Sir John Herbert (1550 - 9 July 1617) was a Welsh lawyer, diplomat and politician who sat in the House of Commons at various times between 1586 and 1611. He was Secretary of State under Elizabeth I and James I.

==Life==
Herbert was the son of Matthew Herbert of Swansea and was descended from an illegitimate son of William Herbert, Earl of Pembroke. Herbert may have been educated at Christ Church, Oxford, although this is questioned. He was admitted an honorary member of the College of Doctors of Law in November 1573 and awarded an MA. He was a commissioner of the High Court of Admiralty from 1575 to 1584 (with David Lewis) and Master of Requests from 1586 to 1601 (with William Aubrey from 1590). Queen Elizabeth appointed him secretary to the Council of the North and Keeper of the Signet.

In 1586, Herbert was elected Member of Parliament (MP) for Grampound. He was awarded the degree of Doctor of Civil Law by the University of Oxford in 1587. In 1588, he was elected MP for Gatton.

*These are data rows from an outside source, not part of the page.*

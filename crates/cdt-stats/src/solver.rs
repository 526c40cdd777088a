//! Damped Gauss-Newton (Levenberg-Marquardt) least squares shared by the fits.

use cdt_core::errors::{CdtError, ErrorInfo};
use nalgebra::{DMatrix, DVector};
use tracing::debug;

use crate::fit::FitOpts;

const LAMBDA_START: f64 = 1e-3;
const LAMBDA_FLOOR: f64 = 1e-12;
const LAMBDA_CEILING: f64 = 1e16;
const MIN_DIAGONAL: f64 = 1e-12;

/// Parametric model `y = f(x; p)` with an analytic gradient.
pub(crate) trait Model {
    /// Parameter names in the order of the parameter vector.
    fn names(&self) -> &'static [&'static str];

    /// Model value at `x`.
    fn eval(&self, x: f64, params: &[f64]) -> f64;

    /// Partial derivatives with respect to each parameter at `x`.
    fn gradient(&self, x: f64, params: &[f64], out: &mut [f64]);

    /// Whether `params` lies inside the model's domain for every abscissa.
    fn admissible(&self, _params: &[f64], _xs: &[f64]) -> bool {
        true
    }
}

/// Observations entering a fit, with per-point weights `1 / sigma`.
pub(crate) struct Problem<'a> {
    pub xs: &'a [f64],
    pub ys: &'a [f64],
    pub weights: Vec<f64>,
}

impl<'a> Problem<'a> {
    pub fn new(xs: &'a [f64], ys: &'a [f64], sigma: Option<&[f64]>) -> Result<Self, CdtError> {
        if xs.len() != ys.len() {
            return Err(CdtError::Shape(
                ErrorInfo::new("length-mismatch", "abscissa and ordinate lengths differ")
                    .with_context("x_len", xs.len())
                    .with_context("y_len", ys.len()),
            ));
        }
        if let Some(bad) = xs.iter().chain(ys).find(|value| !value.is_finite()) {
            return Err(CdtError::Shape(
                ErrorInfo::new("non-finite-input", "fit input contains a non-finite value")
                    .with_context("value", bad),
            ));
        }
        let weights = match sigma {
            None => vec![1.0; xs.len()],
            Some(sigma) => {
                if sigma.len() != xs.len() {
                    return Err(CdtError::Shape(
                        ErrorInfo::new("length-mismatch", "sigma length differs from the data")
                            .with_context("sigma_len", sigma.len())
                            .with_context("y_len", ys.len()),
                    ));
                }
                if let Some(idx) = sigma.iter().position(|&s| !(s > 0.0 && s.is_finite())) {
                    return Err(CdtError::Range(
                        ErrorInfo::new("sigma", "uncertainties must be positive and finite")
                            .with_context("index", idx),
                    ));
                }
                sigma.iter().map(|s| 1.0 / s).collect()
            }
        };
        Ok(Self { xs, ys, weights })
    }
}

/// Converged least-squares solution.
#[derive(Debug, Clone)]
pub(crate) struct Solution {
    pub params: Vec<f64>,
    pub covariance: DMatrix<f64>,
    pub residuals: Vec<f64>,
    pub sse: f64,
    pub iterations: usize,
}

impl Solution {
    pub fn stderr(&self, idx: usize) -> f64 {
        self.covariance[(idx, idx)].max(0.0).sqrt()
    }
}

fn linearise(
    model: &dyn Model,
    problem: &Problem<'_>,
    params: &[f64],
) -> (DMatrix<f64>, DVector<f64>) {
    let rows = problem.xs.len();
    let cols = params.len();
    let mut jacobian = DMatrix::<f64>::zeros(rows, cols);
    let mut residuals = DVector::<f64>::zeros(rows);
    let mut grad = vec![0.0; cols];
    for (row, ((&x, &y), &w)) in problem
        .xs
        .iter()
        .zip(problem.ys)
        .zip(&problem.weights)
        .enumerate()
    {
        residuals[row] = w * (y - model.eval(x, params));
        model.gradient(x, params, &mut grad);
        for (col, g) in grad.iter().enumerate() {
            jacobian[(row, col)] = w * g;
        }
    }
    (jacobian, residuals)
}

fn not_converged(code: &str, message: &str, iterations: usize, sse: f64) -> CdtError {
    CdtError::FitConvergence(
        ErrorInfo::new(code, message)
            .with_context("iterations", iterations)
            .with_context("sse", sse),
    )
}

/// Minimises the weighted squared residuals of `model` starting from `initial`.
pub(crate) fn levenberg_marquardt(
    model: &dyn Model,
    problem: &Problem<'_>,
    initial: Vec<f64>,
    opts: &FitOpts,
) -> Result<Solution, CdtError> {
    let n = problem.xs.len();
    let p = initial.len();
    if n <= p {
        return Err(CdtError::Shape(
            ErrorInfo::new("insufficient-samples", "fit needs more samples than parameters")
                .with_context("samples", n)
                .with_context("parameters", p),
        ));
    }
    if !model.admissible(&initial, problem.xs) {
        return Err(CdtError::FitConvergence(
            ErrorInfo::new("initial-guess", "initial parameters lie outside the model domain")
                .with_context("initial", format!("{initial:?}")),
        ));
    }

    let mut params = DVector::from_vec(initial);
    let (mut jacobian, mut residuals) = linearise(model, problem, params.as_slice());
    let mut sse = residuals.norm_squared();
    if !sse.is_finite() {
        return Err(not_converged("non-finite", "initial residuals are not finite", 0, sse));
    }

    let mut lambda = LAMBDA_START;
    let mut iterations = 0;
    let mut converged = sse == 0.0;
    while !converged {
        if iterations >= opts.max_iters {
            return Err(not_converged(
                "max-iterations",
                "least squares did not converge within the iteration budget",
                iterations,
                sse,
            ));
        }
        iterations += 1;
        let jtj = jacobian.transpose() * &jacobian;
        let jtr = jacobian.transpose() * &residuals;
        if jtr.amax() == 0.0 {
            break;
        }

        loop {
            let mut damped = jtj.clone();
            for k in 0..p {
                damped[(k, k)] += lambda * jtj[(k, k)].max(MIN_DIAGONAL);
            }
            let step = damped.cholesky().map(|factor| factor.solve(&jtr));
            if let Some(step) = step {
                let rel_step = step.norm() / (params.norm() + opts.xtol);
                let candidate = &params + &step;
                if model.admissible(candidate.as_slice(), problem.xs) {
                    let (trial_jacobian, trial_residuals) =
                        linearise(model, problem, candidate.as_slice());
                    let trial_sse = trial_residuals.norm_squared();
                    if trial_sse.is_finite() && trial_sse < sse {
                        let reduction = (sse - trial_sse) / sse;
                        params = candidate;
                        jacobian = trial_jacobian;
                        residuals = trial_residuals;
                        sse = trial_sse;
                        lambda = (lambda / 10.0).max(LAMBDA_FLOOR);
                        converged = sse == 0.0 || rel_step <= opts.xtol || reduction <= opts.ftol;
                        break;
                    }
                }
                if rel_step <= opts.xtol {
                    converged = true;
                    break;
                }
            }
            lambda *= 10.0;
            if lambda > LAMBDA_CEILING {
                return Err(not_converged(
                    "damping-exhausted",
                    "no step reduces the residuals",
                    iterations,
                    sse,
                ));
            }
        }
        debug!(iterations, sse, lambda, "levenberg-marquardt step");
    }

    let jtj = jacobian.transpose() * &jacobian;
    let inverse = jtj.try_inverse().ok_or_else(|| {
        not_converged(
            "singular-covariance",
            "normal matrix is singular at the solution",
            iterations,
            sse,
        )
    })?;
    let covariance = if opts.absolute_sigma {
        inverse
    } else {
        inverse * (sse / (n - p) as f64)
    };
    let residuals = problem
        .xs
        .iter()
        .zip(problem.ys)
        .map(|(&x, &y)| y - model.eval(x, params.as_slice()))
        .collect();
    debug!(
        model = ?model.names(),
        iterations,
        sse,
        "least squares converged"
    );
    Ok(Solution {
        params: params.as_slice().to_vec(),
        covariance,
        residuals,
        sse,
        iterations,
    })
}

#[cfg(test)]
mod tests {
    use super::*;

    struct Line;

    impl Model for Line {
        fn names(&self) -> &'static [&'static str] {
            &["slope", "intercept"]
        }

        fn eval(&self, x: f64, params: &[f64]) -> f64 {
            params[0] * x + params[1]
        }

        fn gradient(&self, x: f64, _params: &[f64], out: &mut [f64]) {
            out[0] = x;
            out[1] = 1.0;
        }
    }

    #[test]
    fn recovers_linear_model() {
        let xs: Vec<f64> = (0..10).map(f64::from).collect();
        let ys: Vec<f64> = xs.iter().map(|x| 2.0 * x - 1.0).collect();
        let problem = Problem::new(&xs, &ys, None).unwrap();
        let solution = levenberg_marquardt(&Line, &problem, vec![0.0, 0.0], &FitOpts::default())
            .expect("converges");
        assert!((solution.params[0] - 2.0).abs() < 1e-8);
        assert!((solution.params[1] + 1.0).abs() < 1e-8);
        assert!(solution.stderr(0) < 1e-6);
    }

    #[test]
    fn absolute_sigma_keeps_unscaled_covariance() {
        let xs: Vec<f64> = (0..6).map(f64::from).collect();
        let ys = vec![0.1, 0.9, 2.1, 2.9, 4.2, 4.8];
        let sigma = vec![0.5; 6];
        let problem = Problem::new(&xs, &ys, Some(&sigma)).unwrap();
        let opts = FitOpts {
            absolute_sigma: true,
            ..FitOpts::default()
        };
        let solution = levenberg_marquardt(&Line, &problem, vec![1.0, 0.0], &opts).unwrap();
        // (J^T W J)^-1 for the slope: sigma^2 / sum (x - mean)^2 = 0.25 / 17.5
        assert!((solution.covariance[(0, 0)] - 0.25 / 17.5).abs() < 1e-9);
    }

    #[test]
    fn too_few_samples_rejected() {
        let xs = [1.0, 2.0];
        let ys = [1.0, 2.0];
        let problem = Problem::new(&xs, &ys, None).unwrap();
        let err = levenberg_marquardt(&Line, &problem, vec![0.0, 0.0], &FitOpts::default())
            .unwrap_err();
        assert!(matches!(err, CdtError::Shape(_)));
    }

    #[test]
    fn bad_sigma_rejected() {
        let xs = [1.0, 2.0, 3.0];
        let ys = [1.0, 2.0, 3.0];
        assert!(matches!(
            Problem::new(&xs, &ys, Some(&[1.0, 0.0, 1.0])),
            Err(CdtError::Range(_))
        ));
        assert!(matches!(
            Problem::new(&xs, &ys[..2], None),
            Err(CdtError::Shape(_))
        ));
    }
}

He was elected MP for Christchurch in 1593 and MP for Bodmin in 1597. In April 1600, he was appointed second Secretary of State and a member of the Privy Council. In 1601 he was elected MP for Glamorgan and for Wallingford and chose to sit for Glamorgan. Besides serving in Parliament, he also was appointed as Dean of Wells in 1590, and served until late 1602. He was knighted in 1602. In 1604 he was elected MP for Monmouthshire and sat until 1611. He was appointed High Sheriff of Glamorgan for 1605 and in 1607 Chancellor of the Order of the Garter for life.

Herbert was a talented linguist (not just speaking English and Welsh) and so was used to interrogate foreign prisoners and on trade and political missions to Denmark, Poland, Brandenburg, the Netherlands and France. He continued in office under James I, although James preferred to use unofficial secretaries such as Philip Herbert, 4th Earl of Pembroke. When Robert Cecil, 1st Earl of Salisbury died in 1612, Herbert hoped to succeed him as principal secretary of state, but James I left the office vacant until 1614. He was thereafter Secretary of State in name only.

Herbert was of Neath Abbey. He died in Cardiff aged 67 on 9 July 1617, having fought a duel with Sir Lewis Tresham two months earlier. He is buried in St John the Baptist Church, Cardiff.

Herbert married Margaret Morgan, daughter of William Morgan of Cefn Coch.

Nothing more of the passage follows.